Der letzte Level einer jeden Welt beinhaltet den Bosskampf, der in drei von vier Fällen ziemlich anspruchsvoll ist. Sterben wir hier, müssen wir auch hier von vorne starten, was oft frustrierend ist. Einige Bosskämpfe sind auch extrem unfair. So greift uns in der Wüstenwelt der Full Metal Jack an. Wir müssen so schnell wie möglich nach oben klettern. Der Gegner befindet sich im Vordergrund und nimmt uns an einigen Stellen einfach die Sicht auf die Stage.
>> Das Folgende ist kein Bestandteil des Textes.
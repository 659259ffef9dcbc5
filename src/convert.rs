use std::fmt;
use std::io::Write;
use std::process::{Command, Output, Stdio};

/// `ConversionError` is returned when a DER certificate cannot be turned
/// into PEM text.
#[derive(Debug)]
pub enum ConversionError {
    /// The external conversion tool is not installed or cannot be run.
    ToolUnavailable,
    /// Both the primary and the fallback invocation reported failure.
    Failed { detail: String },
}

impl fmt::Display for ConversionError {
    fn fmt(&self, f: &mut fmt::Formatter<'_>) -> fmt::Result {
        match self {
            ConversionError::ToolUnavailable => write!(f, "conversion tool not available"),
            ConversionError::Failed { detail } => write!(f, "conversion failed: {detail}"),
        }
    }
}

impl std::error::Error for ConversionError {}

pub type ConversionResult<T = String> = Result<T, ConversionError>;

/// Capability to turn one DER-encoded certificate into PEM text.
///
/// A failure for one certificate is local to it; callers are expected to
/// keep processing the rest of the chain.
pub trait PemEncoder {
    fn encode(&self, der: &[u8]) -> ConversionResult;
}

/// Encoder that shells out to the `openssl` tool.
///
/// The explicit DER-input invocation is tried first; when the tool rejects
/// it, one fallback invocation letting the tool detect the format itself is
/// attempted before the certificate is given up on.
pub struct OpensslEncoder {
    program: String,
}

impl OpensslEncoder {
    pub fn new() -> OpensslEncoder {
        OpensslEncoder::with_program("openssl")
    }

    /// Uses `program` instead of `openssl` on the search path.
    pub fn with_program(program: &str) -> OpensslEncoder {
        OpensslEncoder {
            program: program.to_string(),
        }
    }

    /// Whether the tool can be run at all. Callers that get `false` should
    /// skip conversion for the run rather than fail certificate by
    /// certificate.
    pub fn available(&self) -> bool {
        Command::new(&self.program)
            .arg("version")
            .stdout(Stdio::null())
            .stderr(Stdio::null())
            .status()
            .map(|status| status.success())
            .unwrap_or(false)
    }

    fn run(&self, args: &[&str], der: &[u8]) -> ConversionResult<Output> {
        let mut child = Command::new(&self.program)
            .args(args)
            .stdin(Stdio::piped())
            .stdout(Stdio::piped())
            .stderr(Stdio::piped())
            .spawn()
            .map_err(|e| match e.kind() {
                std::io::ErrorKind::NotFound => ConversionError::ToolUnavailable,
                _ => ConversionError::Failed {
                    detail: e.to_string(),
                },
            })?;
        if let Some(stdin) = child.stdin.as_mut() {
            // The tool may exit before reading everything; that shows up as
            // a broken pipe here and as a failure status below.
            let _ = stdin.write_all(der);
        }
        child.wait_with_output().map_err(|e| ConversionError::Failed {
            detail: e.to_string(),
        })
    }
}

impl Default for OpensslEncoder {
    fn default() -> OpensslEncoder {
        OpensslEncoder::new()
    }
}

impl PemEncoder for OpensslEncoder {
    fn encode(&self, der: &[u8]) -> ConversionResult {
        let primary = self.run(&["x509", "-inform", "DER", "-outform", "PEM"], der)?;
        if primary.status.success() {
            return pem_text(primary.stdout);
        }
        let fallback = self.run(&["x509"], der)?;
        if fallback.status.success() {
            return pem_text(fallback.stdout);
        }
        Err(ConversionError::Failed {
            detail: String::from_utf8_lossy(&fallback.stderr).trim().to_string(),
        })
    }
}

fn pem_text(stdout: Vec<u8>) -> ConversionResult {
    String::from_utf8(stdout).map_err(|_| ConversionError::Failed {
        detail: "tool produced non-UTF-8 output".to_string(),
    })
}

/// In-process encoder producing standard PEM framing without any external
/// tool.
///
/// Unlike [`OpensslEncoder`] it wraps the bytes as given; it cannot reject
/// a structure that is not actually a certificate.
pub struct BuiltinEncoder;

impl PemEncoder for BuiltinEncoder {
    fn encode(&self, der: &[u8]) -> ConversionResult {
        let block = pem::Pem::new("CERTIFICATE", der);
        Ok(pem::encode_config(
            &block,
            pem::EncodeConfig::new().set_line_ending(pem::LineEnding::LF),
        ))
    }
}

#[cfg(test)]
mod tests {
    use super::{BuiltinEncoder, ConversionError, OpensslEncoder, PemEncoder};

    #[test]
    fn test_builtin_framing() {
        let der = [0x30, 0x82, 0x01, 0x0a, 0x02, 0x01, 0x01];
        let text = BuiltinEncoder.encode(&der).unwrap();
        assert!(text.starts_with("-----BEGIN CERTIFICATE-----\n"));
        assert!(text.ends_with("-----END CERTIFICATE-----\n"));
        assert!(text.lines().all(|line| line.len() <= 64));
    }

    #[test]
    fn test_builtin_roundtrip() {
        let mut der = vec![0x30, 0x81, 0x80, 0x30];
        der.resize(131, 0xaa);
        let text = BuiltinEncoder.encode(&der).unwrap();
        let parsed = pem::parse(text).unwrap();
        assert_eq!(parsed.tag(), "CERTIFICATE");
        assert_eq!(parsed.contents(), &der[..]);
    }

    #[test]
    fn test_missing_tool() {
        let encoder = OpensslEncoder::with_program("openssl-does-not-exist");
        assert!(!encoder.available());
        assert!(matches!(
            encoder.encode(b"\x30\x00"),
            Err(ConversionError::ToolUnavailable)
        ));
    }

    #[test]
    fn test_openssl_rejects_garbage() {
        let encoder = OpensslEncoder::new();
        if !encoder.available() {
            eprintln!("openssl not available, skipping test_openssl_rejects_garbage");
            return;
        }
        // Not a certificate under either invocation mode.
        assert!(matches!(
            encoder.encode(&[0xde, 0xad, 0xbe, 0xef]),
            Err(ConversionError::Failed { .. })
        ));
    }
}
use criterion::{criterion_group, criterion_main, Criterion};
use std::hint::black_box;

/// A chain of `count` synthetic certificates, each with a 1000-byte body
/// beginning with an inner SEQUENCE.
fn synthetic_chain(count: usize) -> Vec<u8> {
    let mut data = vec![];
    for _ in 0..count {
        data.extend([0x30, 0x82, 0x03, 0xe8, 0x30]);
        data.resize(data.len() + 999, 0x5a);
    }
    data
}

fn bench_scan_chain(c: &mut Criterion) {
    let mut group = c.benchmark_group("scan_chain");

    for count in [1, 8, 64] {
        let data = synthetic_chain(count);
        group.bench_with_input(format!("certs_{count}"), &count, |b, _| {
            b.iter(|| {
                let spans = dechain::scan(black_box(&data));
                black_box(spans)
            })
        });
    }
    group.finish();
}

fn bench_scan_noise(c: &mut Criterion) {
    let mut group = c.benchmark_group("scan_noise");

    for size in [1000, 100000] {
        // Worst case for the byte-by-byte fallback: every position holds a
        // SEQUENCE tag but never a supported length.
        let data = vec![0x30u8; size];
        group.bench_with_input(format!("size_{size}"), &size, |b, _| {
            b.iter(|| {
                let spans = dechain::scan(black_box(&data));
                black_box(spans)
            })
        });
    }
    group.finish();
}

criterion_group!(benches, bench_scan_chain, bench_scan_noise);
criterion_main!(benches);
Dafür dürfen wir aber beim nächsten Boss Buster Bros. einen vermutlich von den Machern nicht so geplanten Trick ausnutzen, der den Bosskampf total vereinfacht. Wir stellen uns einfach so weit wie möglich an den Rand und lassen die im Level vorhandenen Laserstrahlen ihr Werk vollbringen.
Stresslevel über 9000
Die Level absolvieren wir meist in kürzester Zeit, wir brauchen meist nicht länger als 30 Sekunden, um eine Stage abzuschließen - selbstverständlich nur, wenn wir sie nicht wiederholen müssen. Eine klassische Schwierigkeitskurve gibt es nicht, richtig harte Nüsse wechseln sich ab mit Abschnitten, die ohne größere Probleme absolviert werden können.
Wie man im vorherigen Absatz schon herauslesen konnte, ist das Spiel nichts für schwache Nerven. OkunoKA Madness ist ein Hardcore-Plattformer ähnlich wie Celeste. Schafft man es aber nach 176 Versuchen, endlich den Turm in der Wüste zu meistern, freut man sich wie ein Kind darüber - falls das Spiel nicht genau an der Stelle abstürzt, was in unserem Test auf der Switch häufiger vorkam.
Kommen wir zum abschließenden Fazit. OkunoKA Madness ist ein gutes und extrem anspruchsvolles Spiel. Spieler, die gerne Herausforderungen suchen, werden mit dem Hardcore-Plattformer ihren Spaß haben.